Is data governance the new black? It is, according to Gartner Research Director Svetlana Sicular, who says her clients are flocking to her with questions about metadata, managing external data sources and other issues related to data quality.
“Too much red tape, ignored grey areas or situations, code named at Gartner ‘my CEO looks bad in orange,’ make data governance the new black,” according to Sicular.
Sicular’s clients are not the only organizations grappling with ensuring that the insight they glean from data anlaysis is managed systematically and is accurate. Ventana Research, for example, notes that 60% of companies say that data is not timely enough to be useful, while 58% report that data is not clean enough to use.

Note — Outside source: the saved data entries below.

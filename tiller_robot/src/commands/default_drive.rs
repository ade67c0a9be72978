//! Standing teleop drive command.

use tiller_command::{ClaimSet, Command};
use tiller_control::drivetrain::HeadingMode;
use tiller_control::mixer::DriveMixer;

use crate::config::DriveStyle;
use crate::context::{DRIVE_CLAIM, RobotContext};

/// Default command for the drivetrain: mixes the operator's sticks into
/// wheel speeds every tick.
///
/// Registered as the scheduler default for [`DRIVE_CLAIM`], so it is
/// evicted whenever an autonomous command takes the drivetrain and comes
/// back the moment the claim frees up. Never finishes on its own.
///
/// Extra operator controls handled here:
/// - heading reset request re-zeroes the tracker,
/// - the speed-PID toggle flips between closed- and open-loop driving,
/// - holding the rotate hat pivots onto the requested heading; releasing
///   it returns to stick control.
pub struct DefaultDriveCommand {
    mixer: DriveMixer,
    style: DriveStyle,
}

impl DefaultDriveCommand {
    pub fn new(mixer: DriveMixer, style: DriveStyle) -> Self {
        Self { mixer, style }
    }
}

impl Command<RobotContext> for DefaultDriveCommand {
    fn name(&self) -> &str {
        "default drive"
    }

    fn claims(&self) -> ClaimSet {
        DRIVE_CLAIM
    }

    fn execute(&mut self, ctx: &mut RobotContext) {
        if ctx.input.reset_heading_requested() {
            ctx.drivetrain.reset_heading();
        }

        if ctx.input.speed_pid_toggle_pressed() {
            if ctx.drivetrain.speed_pids_enabled() {
                ctx.drivetrain.disable_speed_pids();
                ctx.drivetrain.set_speed(0.0, 0.0);
            } else {
                ctx.drivetrain.enable_speed_pids();
            }
        }

        if let Some(target) = ctx.input.rotate_target() {
            // Re-issued every tick while the hat is held; the setpoint
            // just follows the hat.
            ctx.drivetrain.rotate_to_heading(target, None);
            return;
        }

        if ctx.drivetrain.mode() == HeadingMode::RotateToHeading {
            // Hat released: hand control back to the sticks.
            ctx.drivetrain.release_heading_hold();
        }

        let speeds = match self.style {
            DriveStyle::Arcade => self
                .mixer
                .arcade_sticks(ctx.input.left_stick(), ctx.input.right_stick()),
            DriveStyle::SingleStick => self.mixer.arcade_single(ctx.input.left_stick()),
            DriveStyle::Tank => self
                .mixer
                .tank(ctx.input.left_stick(), ctx.input.right_stick()),
        };
        ctx.drivetrain.set_speed(speeds.left, speeds.right);
    }

    fn is_finished(&mut self, _ctx: &mut RobotContext) -> bool {
        false
    }

    fn end(&mut self, ctx: &mut RobotContext) {
        ctx.drivetrain.set_speed(0.0, 0.0);
        if ctx.drivetrain.heading_hold_active() {
            ctx.drivetrain.release_heading_hold();
        }
    }
}
//! # Tiller Control
//!
//! Closed-loop drive control for a differential (tank-style) chassis:
//!
//! 1. **Control loops** — proportional+integral loops for wheel speed
//!    (feed-forward, output in ±1.0) and heading (shortest-path angular
//!    error), both with back-calculation anti-windup.
//! 2. **Heading tracker** — normalizes a raw gyro into a [0, 360) heading
//!    with inversion and re-zeroing support.
//! 3. **Drive mixer** — pure stick-to-wheel-speed math (arcade, tank,
//!    single-stick) with input/motor deadbands and a response curve.
//! 4. **Drivetrain** — owns the actuator/encoder pairs and the loops,
//!    runs all control math once per tick, and exposes the speed-set,
//!    drive-on-heading, and rotate-to-heading operations.
//!
//! Everything here is deterministic per-tick math over the seams in
//! `tiller_hal`; nothing blocks and nothing allocates in the tick path.

pub mod angles;
pub mod drivetrain;
pub mod heading;
pub mod mixer;
pub mod pid;

pub use drivetrain::{DriveTrain, HeadingMode};
pub use heading::HeadingTracker;
pub use mixer::{DriveMixer, WheelSpeeds};
pub use pid::{HeadingLoop, LoopGains, SpeedLoop};
//! Operator input seam.
//!
//! Commands consume operator input through the [`OperatorInput`] trait:
//! semantic queries (cancel requested, heading reset, rotate target), not
//! raw buttons. The raw side is a [`GamepadState`] snapshot plus an
//! [`InputMap`] describing one controller model, so supporting a new
//! gamepad is a mapping-table entry rather than a new type.
//!
//! Input is polled exactly once per tick, before any command runs; all
//! getters return tick-stable values.

use bitflags::bitflags;

/// One joystick's deflection, each axis in [-1.0, 1.0].
///
/// Joystick convention: pushing forward gives a negative `y`.
#[derive(Debug, Clone, Copy, Default, PartialEq)]
pub struct StickPosition {
    pub x: f64,
    pub y: f64,
}

impl StickPosition {
    pub const fn new(x: f64, y: f64) -> Self {
        Self { x, y }
    }
}

bitflags! {
    /// Gamepad button states, one bit per button.
    #[derive(Debug, Clone, Copy, PartialEq, Eq, Default)]
    pub struct Buttons: u16 {
        const A           = 0x0001;
        const B           = 0x0002;
        const X           = 0x0004;
        const Y           = 0x0008;
        const LEFT_BUMPER  = 0x0010;
        const RIGHT_BUMPER = 0x0020;
        const BACK        = 0x0040;
        const START       = 0x0080;
        const LEFT_STICK  = 0x0100;
        const RIGHT_STICK = 0x0200;
    }
}

/// Raw controller snapshot for one poll.
///
/// `axes` indices are controller-model specific; the [`InputMap`] knows
/// which index is which. `pov` is the hat angle in degrees when pressed.
#[derive(Debug, Clone, Copy, Default, PartialEq)]
pub struct GamepadState {
    pub axes: [f64; 6],
    pub buttons: Buttons,
    pub pov: Option<u16>,
}

/// Source of raw gamepad snapshots (the HID layer, out of scope here).
pub trait GamepadSource {
    fn read(&self) -> GamepadState;
}

/// Per-model mapping from raw controller state to semantic actions.
#[derive(Debug, Clone, Copy)]
pub struct InputMap {
    /// Axis indices for the left stick (x, y).
    pub left_axes: (usize, usize),
    /// Axis indices for the right stick (x, y).
    pub right_axes: (usize, usize),
    /// Button that cancels the running command.
    pub cancel: Buttons,
    /// Button that re-zeroes the robot heading.
    pub reset_heading: Buttons,
    /// Button that toggles the drive speed PIDs.
    pub speed_pid_toggle: Buttons,
}

impl InputMap {
    /// XInput-style controller (Xbox layout).
    pub const fn xbox() -> Self {
        Self {
            left_axes: (0, 1),
            right_axes: (4, 5),
            cancel: Buttons::BACK,
            reset_heading: Buttons::START,
            speed_pid_toggle: Buttons::LEFT_BUMPER,
        }
    }

    /// Logitech F310 in DirectInput mode.
    pub const fn logitech() -> Self {
        Self {
            left_axes: (0, 1),
            right_axes: (2, 3),
            cancel: Buttons::BACK,
            reset_heading: Buttons::START,
            speed_pid_toggle: Buttons::LEFT_BUMPER,
        }
    }
}

/// Semantic operator input, polled once per tick before commands run.
pub trait OperatorInput {
    /// Take one input snapshot. Called exactly once per tick; all other
    /// methods return values from the most recent poll.
    fn poll(&mut self);

    /// Left drive stick position.
    fn left_stick(&self) -> StickPosition;

    /// Right drive stick position.
    fn right_stick(&self) -> StickPosition;

    /// Operator pressed the cancel control since the previous poll.
    fn cancel_requested(&self) -> bool;

    /// Operator pressed the heading-reset control since the previous poll.
    fn reset_heading_requested(&self) -> bool;

    /// Operator pressed the speed-PID toggle since the previous poll.
    fn speed_pid_toggle_pressed(&self) -> bool;

    /// Requested rotate-to target heading in degrees, if any (POV hat).
    fn rotate_target(&self) -> Option<f64>;
}

/// [`OperatorInput`] over a raw [`GamepadSource`] and an [`InputMap`].
///
/// Button presses are edge-detected across polls: a press held over many
/// ticks reports `true` only on the tick after it went down.
pub struct MappedGamepad<S: GamepadSource> {
    source: S,
    map: InputMap,
    current: GamepadState,
    pressed: Buttons,
    prev_buttons: Buttons,
}

impl<S: GamepadSource> MappedGamepad<S> {
    pub fn new(source: S, map: InputMap) -> Self {
        Self {
            source,
            map,
            current: GamepadState::default(),
            pressed: Buttons::empty(),
            prev_buttons: Buttons::empty(),
        }
    }

    fn axis(&self, index: usize) -> f64 {
        self.current.axes.get(index).copied().unwrap_or(0.0)
    }
}

impl<S: GamepadSource> OperatorInput for MappedGamepad<S> {
    fn poll(&mut self) {
        self.current = self.source.read();
        let prev = std::mem::replace(&mut self.prev_buttons, self.current.buttons);
        self.pressed = self.current.buttons & !prev;
    }

    fn left_stick(&self) -> StickPosition {
        StickPosition::new(self.axis(self.map.left_axes.0), self.axis(self.map.left_axes.1))
    }

    fn right_stick(&self) -> StickPosition {
        StickPosition::new(
            self.axis(self.map.right_axes.0),
            self.axis(self.map.right_axes.1),
        )
    }

    fn cancel_requested(&self) -> bool {
        self.pressed.intersects(self.map.cancel)
    }

    fn reset_heading_requested(&self) -> bool {
        self.pressed.intersects(self.map.reset_heading)
    }

    fn speed_pid_toggle_pressed(&self) -> bool {
        self.pressed.intersects(self.map.speed_pid_toggle)
    }

    fn rotate_target(&self) -> Option<f64> {
        self.current.pov.map(f64::from)
    }
}
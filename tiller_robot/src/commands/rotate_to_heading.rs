//! Pivot onto a heading.

use std::time::Duration;

use tracing::{info, warn};

use tiller_command::{ClaimSet, Command};
use tiller_common::util::round_places;

use crate::commands::heading_is_valid;
use crate::context::{DRIVE_CLAIM, RobotContext};

/// Pivot the robot on the spot onto `heading`.
///
/// Finishes when the heading error is within tolerance **and** the
/// rotation rate has dropped — ending on error alone would declare
/// success in the middle of an overshoot. Always brakes and releases the
/// heading hold at the end.
pub struct RotateToHeadingCommand {
    heading: f64,
    max_output: Option<f64>,
    duration: Duration,
    error: bool,
}

impl RotateToHeadingCommand {
    /// Heading error tolerance, degrees.
    const TOLERANCE_DEG: f64 = 1.5;
    /// Maximum rotation rate at completion, degrees/second.
    const SETTLED_RATE_DEG_S: f64 = 3.0;

    pub const DEFAULT_TIMEOUT: Duration = Duration::from_secs(5);

    pub fn new(heading: f64, max_output: Option<f64>, duration: Duration) -> Self {
        Self {
            heading,
            max_output,
            duration,
            error: false,
        }
    }

    /// Rotate with the drivetrain's configured rotation output and the
    /// default 5 second timeout.
    pub fn with_defaults(heading: f64) -> Self {
        Self::new(heading, None, Self::DEFAULT_TIMEOUT)
    }
}

impl Command<RobotContext> for RotateToHeadingCommand {
    fn name(&self) -> &str {
        "rotate to heading"
    }

    fn claims(&self) -> ClaimSet {
        DRIVE_CLAIM
    }

    fn timeout(&self) -> Option<Duration> {
        Some(self.duration)
    }

    fn init(&mut self, ctx: &mut RobotContext) {
        if !heading_is_valid(self.heading) {
            warn!(
                "rotate to heading: heading must be >= 0 and < 360, {} is invalid; \
                 ending immediately",
                self.heading
            );
            self.error = true;
            return;
        }

        if !ctx.drivetrain.rotate_to_heading(self.heading, self.max_output) {
            self.error = true;
        }
    }

    fn is_finished(&mut self, ctx: &mut RobotContext) -> bool {
        if self.error || ctx.input.cancel_requested() {
            return true;
        }

        let heading_error = ctx.drivetrain.heading_error();
        let rate = ctx.drivetrain.rotation_rate();

        if heading_error.abs() <= Self::TOLERANCE_DEG && rate.abs() < Self::SETTLED_RATE_DEG_S {
            info!(
                "rotate finished at heading {} with error {}, rate {}",
                round_places(ctx.drivetrain.heading().unwrap_or(0.0), 1),
                round_places(heading_error, 2),
                round_places(rate, 1)
            );
            return true;
        }

        false
    }

    fn end(&mut self, ctx: &mut RobotContext) {
        // Always brake out of a pivot.
        ctx.drivetrain.set_speed(0.0, 0.0);
        ctx.drivetrain.release_heading_hold();
    }
}
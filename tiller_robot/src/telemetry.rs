//! JSON-lines telemetry sink.
//!
//! One JSON object per published value, written to any `io::Write`.
//! Downstream dashboards tail the stream; write errors are swallowed
//! after a single warning because telemetry must never take the robot
//! down with it.

use std::io::Write;

use serde_json::json;
use tracing::warn;

use tiller_common::telemetry::Telemetry;

pub struct JsonlTelemetry<W: Write> {
    out: W,
    write_failed: bool,
}

impl<W: Write> JsonlTelemetry<W> {
    pub fn new(out: W) -> Self {
        Self {
            out,
            write_failed: false,
        }
    }

    fn emit(&mut self, value: serde_json::Value) {
        if self.write_failed {
            return;
        }
        if writeln!(self.out, "{value}").is_err() {
            warn!("telemetry sink write failed, disabling further output");
            self.write_failed = true;
        }
    }
}

impl<W: Write> Telemetry for JsonlTelemetry<W> {
    fn publish_number(&mut self, key: &str, value: f64) {
        self.emit(json!({ "key": key, "value": value }));
    }

    fn publish_bool(&mut self, key: &str, value: bool) {
        self.emit(json!({ "key": key, "value": value }));
    }

    fn publish_str(&mut self, key: &str, value: &str) {
        self.emit(json!({ "key": key, "value": value }));
    }
}

#[cfg(test)]
mod tests {
    use super::*;

    #[test]
    fn writes_one_json_object_per_value() {
        let mut buffer = Vec::new();
        {
            let mut sink = JsonlTelemetry::new(&mut buffer);
            sink.publish_number("drive/heading", 90.5);
            sink.publish_bool("drive/speed_pids", true);
            sink.publish_str("mode", "auto");
        }

        let text = String::from_utf8(buffer).unwrap();
        let lines: Vec<&str> = text.lines().collect();
        assert_eq!(lines.len(), 3);

        let first: serde_json::Value = serde_json::from_str(lines[0]).unwrap();
        assert_eq!(first["key"], "drive/heading");
        assert_eq!(first["value"], 90.5);
    }
}
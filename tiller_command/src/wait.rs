//! Pure delay command.

use std::time::Duration;

use crate::claim::ClaimSet;
use crate::command::Command;

/// Command that claims nothing, does nothing, and finishes on its
/// timeout. Used to insert pauses into autonomous sequences.
pub struct WaitCommand {
    name: String,
    duration: Duration,
}

impl WaitCommand {
    pub fn new(duration: Duration) -> Self {
        Self {
            name: format!("wait {:.2}s", duration.as_secs_f64()),
            duration,
        }
    }
}

impl<C> Command<C> for WaitCommand {
    fn name(&self) -> &str {
        &self.name
    }

    fn claims(&self) -> ClaimSet {
        ClaimSet::empty()
    }

    fn timeout(&self) -> Option<Duration> {
        Some(self.duration)
    }

    fn is_finished(&mut self, _ctx: &mut C) -> bool {
        // Completion is the timeout itself.
        false
    }
}

#[cfg(test)]
mod tests {
    use super::*;
    use crate::scheduler::Scheduler;
    use std::time::Instant;

    #[test]
    fn wait_finishes_exactly_on_timeout() {
        let mut scheduler: Scheduler<()> = Scheduler::new();
        let id = scheduler
            .schedule(Box::new(WaitCommand::new(Duration::from_millis(100))))
            .unwrap();

        let t0 = Instant::now();
        scheduler.tick_at(&mut (), t0);
        scheduler.tick_at(&mut (), t0 + Duration::from_millis(60));
        assert!(scheduler.is_running(id));

        scheduler.tick_at(&mut (), t0 + Duration::from_millis(100));
        assert!(!scheduler.is_running(id));
    }

    #[test]
    fn wait_claims_nothing() {
        let wait = WaitCommand::new(Duration::from_secs(1));
        assert_eq!(<WaitCommand as Command<()>>::claims(&wait), ClaimSet::empty());
    }
}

“Data is a commodity in business,” notes Mark Smith, Ventana’s CEO and chief research officer. “To become useful information, data must be put into a specific business context. Without information, today’s businesses can’t function. Without the right information, available to the right people at the right time, an organization cannot make the right decisions nor take the right actions, nor compete effectively and prosper.”
The most pressing big data quality problems are that data is poorly defined or that data is wrong or incomplete, says Thomas Redman, president of Navesink Consulting Group, who advises organizations on data quality. These issues can lead to incorrect interpretations of the data that can affect business decisions.
“In business, bad data can be downright dangerous,” Redman adds. “Consider that throughout the mid-2000s, financial companies did a terrific job slicing, dicing, and packaging risk in creating collateralized debt obligations. But they either didn’t know or didn’t care that too much of the mortgage data used to create them were wrong. Eventually, of course, the bad data asserted themselves. And the financial system nearly collapsed.”
He advises organizations to address preexisting issues and to prevent problems that have not surfaced by:
- Understanding the provenance of all data, what it truly means and how good it is – in parallel, clean the data
- Building controls into data collection
- Identifying and eliminating the root causes of error
- Maintaining data error logs
- Specifying the different needs of people who use data
- Assigning managers to cross-functional processes and to important external suppliers and ensuring that data creators understand what is expected
“It is time for senior leaders to get very edgy about data quality, get the managerial accountabilities right, and demand improvement,” according to Redman. “For bad data don’t just bedevil big data. They foul up everything they touch, adding costs to operations, angering customers, and making it more difficult to make good decisions. The symptoms are sometime acute, but the underlying problem is chronic. It demands an urgent and comprehensive response. Especially by those hoping to succeed with big data.”